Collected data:

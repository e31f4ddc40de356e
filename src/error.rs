//! Error types shared by the calibration, workspace and session layers.

use thiserror::Error;

/// Errors produced by surface-touch.
#[derive(Debug, Error)]
pub enum TouchError {
    /// Fewer correspondences than a solve needs. The model is left untouched.
    #[error("not enough control points: {found} (need at least {required})")]
    InsufficientPoints { found: usize, required: usize },

    /// A projection query was made before any solve succeeded.
    #[error("projector is not calibrated")]
    Uncalibrated,

    #[error("malformed correspondence file {path}, line {line}: {reason}")]
    MalformedCorrespondenceFile {
        path: String,
        line: usize,
        reason: String,
    },

    #[error("correspondence count mismatch: {image} display points vs {world} world points")]
    MismatchedCorrespondences { image: usize, world: usize },

    #[error("degenerate geometry: {0}")]
    DegenerateGeometry(String),

    /// Workspace corners can only be authored once calibration points exist.
    #[error("workspace authoring needs calibration points first")]
    WorkspaceNotReady,

    #[error("no depth reading at ({x:.1}, {y:.1})")]
    NoDepth { x: f64, y: f64 },

    #[error("no fingertip is currently tracked")]
    NoFingertip,

    #[error("IO error: {0}")]
    Io(#[from] std::io::Error),

    #[error("XML error: {0}")]
    Xml(#[from] quick_xml::Error),

    #[error("XML parse error: {0}")]
    XmlParse(#[from] quick_xml::de::DeError),

    #[error("XML write error: {0}")]
    XmlWrite(#[from] quick_xml::se::SeError),

    #[error("JSON error: {0}")]
    Json(#[from] serde_json::Error),

    #[cfg(feature = "opencv")]
    #[error("OpenCV error: {0}")]
    OpenCv(#[from] opencv::Error),
}

pub type Result<T> = std::result::Result<T, TouchError>;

What is expected:
Each entry must be reproduced verbatim.

Result for this exercise:
repository e31f4ddc40de356e
filename src/error.rs
//! Error types shared by the calibration, workspace and session layers.

use thiserror::Error;

/// Errors produced by surface-touch.
#[derive(Debug, Error)]
pub enum TouchError {
    /// Fewer correspondences than a solve needs. The model is left untouched.
    #[error("not enough control points: {found} (need at least {required})")]
    InsufficientPoints { found: usize, required: usize },

    /// A projection query was made before any solve succeeded.
    #[error("projector is not calibrated")]
    Uncalibrated,

    #[error("malformed correspondence file {path}, line {line}: {reason}")]
    MalformedCorrespondenceFile {
        path: String,
        line: usize,
        reason: String,
    },

    #[error("correspondence count mismatch: {image} display points vs {world} world points")]
    MismatchedCorrespondences { image: usize, world: usize },

    #[error("degenerate geometry: {0}")]
    DegenerateGeometry(String),

    /// Workspace corners can only be authored once calibration points exist.
    #[error("workspace authoring needs calibration points first")]
    WorkspaceNotReady,

    #[error("no depth reading at ({x:.1}, {y:.1})")]
    NoDepth { x: f64, y: f64 },

    #[error("no fingertip is currently tracked")]
    NoFingertip,

    #[error("IO error: {0}")]
    Io(#[from] std::io::Error),

    #[error("XML error: {0}")]
    Xml(#[from] quick_xml::Error),

    #[error("XML parse error: {0}")]
    XmlParse(#[from] quick_xml::de::DeError),

    #[error("XML write error: {0}")]
    XmlWrite(#[from] quick_xml::se::SeError),

    #[error("JSON error: {0}")]
    Json(#[from] serde_json::Error),

    #[cfg(feature = "opencv")]
    #[error("OpenCV error: {0}")]
    OpenCv(#[from] opencv::Error),
}

pub type Result<T> = std::result::Result<T, TouchError>;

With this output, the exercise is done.